The “machines” were so numerous that the City Council ordered special bicycle paths constructed on those streets which were most frequently used. These paths were invariably cinder surfaced, and rolled flat, and ran along the edge of the street between the gutter and wooden sidewalk. They were about six feet wide, and constantly kept in order, level and smooth, by city workmen.

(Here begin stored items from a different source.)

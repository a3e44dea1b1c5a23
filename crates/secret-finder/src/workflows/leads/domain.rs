use serde::{Deserialize, Serialize};
use std::fmt;

/// Website placeholder used when a provider record carries no usable URL.
pub const WEBSITE_SENTINEL: &str = "#";
/// Domain placeholder used when no hostname can be derived.
pub const DOMAIN_SENTINEL: &str = "google.com";

/// Coarse confidence label attached to a lead's contact email.
#[derive(Debug, Clone, Copy, PartialEq, Eq, Hash, Default, Serialize, Deserialize)]
#[serde(rename_all = "lowercase")]
pub enum EmailVerificationStatus {
    Valid,
    Risky,
    Invalid,
    #[default]
    Unknown,
}

/// Category of business behind a lead. Sources that have no category (search
/// terms, hashtags) keep their label verbatim in `Other`.
#[derive(Debug, Clone, PartialEq, Eq, Hash, Serialize, Deserialize)]
#[serde(from = "String", into = "String")]
pub enum BusinessType {
    Retailer,
    Wholesaler,
    Brand,
    Broker,
    Other(String),
}

impl BusinessType {
    pub fn as_str(&self) -> &str {
        match self {
            Self::Retailer => "Retailer",
            Self::Wholesaler => "Wholesaler",
            Self::Brand => "Brand",
            Self::Broker => "Broker",
            Self::Other(label) => label,
        }
    }
}

impl From<String> for BusinessType {
    fn from(value: String) -> Self {
        match value.as_str() {
            "Retailer" => Self::Retailer,
            "Wholesaler" => Self::Wholesaler,
            "Brand" => Self::Brand,
            "Broker" => Self::Broker,
            _ => Self::Other(value),
        }
    }
}

impl From<&str> for BusinessType {
    fn from(value: &str) -> Self {
        Self::from(value.to_string())
    }
}

impl From<BusinessType> for String {
    fn from(value: BusinessType) -> Self {
        match value {
            BusinessType::Other(label) => label,
            known => known.as_str().to_string(),
        }
    }
}

impl fmt::Display for BusinessType {
    fn fmt(&self, f: &mut fmt::Formatter<'_>) -> fmt::Result {
        f.write_str(self.as_str())
    }
}

/// Normalized candidate business contact.
#[derive(Debug, Clone, PartialEq, Serialize, Deserialize)]
#[serde(rename_all = "camelCase")]
pub struct Lead {
    pub id: String,
    pub company_name: String,
    pub website: String,
    pub country: String,
    pub region: String,
    pub business_type: BusinessType,
    pub contact_name: String,
    pub contact_role: String,
    #[serde(default, skip_serializing_if = "Option::is_none")]
    pub raw_email: Option<String>,
    pub domain: String,
    #[serde(default, skip_serializing_if = "Option::is_none")]
    pub predicted_email: Option<String>,
    #[serde(default)]
    pub email_verification_status: EmailVerificationStatus,
    #[serde(default)]
    pub score: u8,
    #[serde(default, skip_serializing_if = "Option::is_none")]
    pub notes: Option<String>,
}

impl Lead {
    /// Address shown to the operator. An extracted address always wins.
    pub fn contact_email(&self) -> Option<&str> {
        self.raw_email
            .as_deref()
            .filter(|email| !email.is_empty())
            .or(self.predicted_email.as_deref())
    }
}

/// Operator-side filter over a lead list. Empty criteria match everything.
#[derive(Debug, Clone, Default, Deserialize)]
#[serde(rename_all = "camelCase")]
pub struct LeadFilter {
    #[serde(default)]
    pub regions: Vec<String>,
    #[serde(default)]
    pub business_types: Vec<String>,
    #[serde(default)]
    pub keywords: String,
}

impl LeadFilter {
    pub fn matches(&self, lead: &Lead) -> bool {
        let region_ok = self.regions.is_empty() || self.regions.iter().any(|r| r == &lead.region);
        let type_ok = self.business_types.is_empty()
            || self
                .business_types
                .iter()
                .any(|t| t == lead.business_type.as_str());
        let keyword = self.keywords.trim().to_lowercase();
        let keyword_ok =
            keyword.is_empty() || lead.company_name.to_lowercase().contains(&keyword);

        region_ok && type_ok && keyword_ok
    }

    pub fn apply<'a>(&self, leads: &'a [Lead]) -> Vec<&'a Lead> {
        leads.iter().filter(|lead| self.matches(lead)).collect()
    }
}
use std::sync::Arc;
use std::time::Duration;

use tokio::sync::Mutex as AsyncMutex;
use tokio::task::{JoinError, JoinHandle};
use tracing::{debug, info, warn};

use super::domain::WatchState;
use super::notifier::{notify_all, Notifier};
use super::store::{StateBackend, WatchStore};
use crate::config::{current_keys, CredentialError, KeyStore};
use crate::providers::ProviderFactory;
use crate::workflows::leads::{leads_from_posts, Lead, TagContext, TagScan};

/// Result of one watch scan.
#[derive(Debug, Clone, Copy, PartialEq, Eq)]
pub enum ScanOutcome {
    Paused,
    Completed { new_leads: usize },
}

#[derive(Debug, thiserror::Error)]
pub enum WatchError {
    #[error(transparent)]
    Credential(#[from] CredentialError),
    #[error("watch state task failed: {0}")]
    Task(#[from] JoinError),
}

/// Incremental tag watching on top of the [`WatchStore`].
pub struct Watchtower {
    store: Arc<WatchStore<dyn StateBackend>>,
    keys: Arc<dyn KeyStore>,
    providers: Arc<dyn ProviderFactory>,
    notifier: Arc<dyn Notifier>,
    results_limit: u32,
    scan_gate: AsyncMutex<()>,
}

impl Watchtower {
    pub fn new(
        store: Arc<WatchStore<dyn StateBackend>>,
        keys: Arc<dyn KeyStore>,
        providers: Arc<dyn ProviderFactory>,
        notifier: Arc<dyn Notifier>,
        results_limit: u32,
    ) -> Self {
        Self {
            store,
            keys,
            providers,
            notifier,
            results_limit,
            scan_gate: AsyncMutex::new(()),
        }
    }

    /// Runs one store transaction on the blocking pool; backends do file I/O.
    async fn with_store<T, F>(&self, op: F) -> Result<T, WatchError>
    where
        T: Send + 'static,
        F: FnOnce(&WatchStore<dyn StateBackend>) -> T + Send + 'static,
    {
        let store = Arc::clone(&self.store);
        Ok(tokio::task::spawn_blocking(move || op(&store)).await?)
    }

    pub async fn load_state(&self) -> Result<WatchState, WatchError> {
        self.with_store(|store| store.load_state()).await
    }

    pub async fn merge_leads(&self, batch: Vec<Lead>) -> Result<Vec<Lead>, WatchError> {
        self.with_store(move |store| store.merge_leads(batch)).await
    }

    pub async fn add_tag(&self, tag: &str) -> Result<bool, WatchError> {
        let tag = tag.to_string();
        self.with_store(move |store| store.add_tag(&tag)).await
    }

    pub async fn remove_tag(&self, tag: &str) -> Result<bool, WatchError> {
        let tag = tag.to_string();
        self.with_store(move |store| store.remove_tag(&tag)).await
    }

    pub async fn set_running(&self, running: bool) -> Result<(), WatchError> {
        info!(running, "watchtower toggled");
        self.with_store(move |store| store.set_running(running)).await
    }

    /// Scrapes every monitored tag, merges what is new and alerts on it.
    ///
    /// Credentials are checked first. A paused watchtower only scans when
    /// `force` is set. Scans never overlap.
    pub async fn scan(&self, force: bool) -> Result<ScanOutcome, WatchError> {
        let keys = current_keys(&self.keys).await?;
        let token = keys.require_apify()?;

        let _gate = self.scan_gate.lock().await;
        let state = self.load_state().await?;
        if !state.is_running && !force {
            debug!("watchtower paused; scan skipped");
            return Ok(ScanOutcome::Paused);
        }

        let scraper = self.providers.scrape_provider(token);
        let webhook = keys.discord_webhook.as_deref().filter(|url| !url.is_empty());
        let mut new_leads = 0;

        for tag in state.monitored_tags {
            let posts = match scraper.scrape_tag(&tag, self.results_limit).await {
                Ok(posts) => posts,
                Err(err) => {
                    warn!(tag = %tag, error = %err, "watch scan failed for tag");
                    continue;
                }
            };
            if posts.is_empty() {
                continue;
            }

            let context = TagContext {
                tag,
                scan: TagScan::Watch,
            };
            let inserted = self.merge_leads(leads_from_posts(posts, &context)).await?;
            if let Some(endpoint) = webhook {
                notify_all(self.notifier.as_ref(), endpoint, &inserted).await;
            }
            new_leads += inserted.len();
        }

        info!(new_leads, "watch scan finished");
        Ok(ScanOutcome::Completed { new_leads })
    }

    /// Runs a non-forced scan on every tick until the task is aborted.
    pub fn spawn_poller(self: Arc<Self>, period: Duration) -> JoinHandle<()> {
        tokio::spawn(async move {
            let mut ticker = tokio::time::interval(period);
            ticker.set_missed_tick_behavior(tokio::time::MissedTickBehavior::Skip);
            loop {
                ticker.tick().await;
                match self.scan(false).await {
                    Ok(ScanOutcome::Paused) => {}
                    Ok(ScanOutcome::Completed { new_leads }) => {
                        debug!(new_leads, "scheduled scan complete");
                    }
                    Err(err) => warn!(error = %err, "scheduled scan skipped"),
                }
            }
        })
    }
}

The bicycle paths led to and from some well-frequented area, or beside streets where there was considerable vehicular traffic. One ran from Seymour Street, along the north side, to the entrance of Stanley Park; another on the west side of Seymour from Robson to Pacific Street; a third from Granville Street South (from the Third Avenue Bridge) from the bridge, along the north side of Third Avenue to about Maple Street, where the track turned off in an indeterminate direction through the clearing until it reached Greer’s Beach. This cinder path ended at Maple Street. There must have been others; I think there were, perhaps on Pender Street West, to the Park, on Powell Street, on Westminster Avenue leading to Mount Pleasant, and on Beatty or Cambie streets to the bridge, and then up the hill on the south side of False Creek. These cinder paths ceased as they approached the centre of the business section of that day.

Gradually, the bicycle craze died down, and the street car system was extended into even remote and sparsely settled districts; then the motor car came. The bicycle paths fell into disrepair, and finally mysteriously disappeared.

Of course, the story does not end there. Call it cliché, but cycling, and bicycle paths have fallen back into fashion. Maybe the old ways have something to contribute to our new way of life, and in the case of the bicycle, what was old is new again. In an age where it is easy to lose sight of the common, and perhaps universal social benefits in the court of public opinion, the Velo-city conference aims to keep the discussion trained on the finish line of benefits that cycling represents.

With Vancouver hosting Velo-city Global 2012, what goes around has truly come around. And, with an international conference comprised of almost 200 speakers over four days and delegates from around the world, a 19th century human powered invention is being heralded as an important and necessary aspect of transportation policy and urban life – a fitting tribute as Vancouver moves forward a century and a half later.

Approaching the finish: high wheel bicycles race at Brockton Point, Stanley Park, circa. 1890’s. Photo courtesy of City of Vancouver Archives.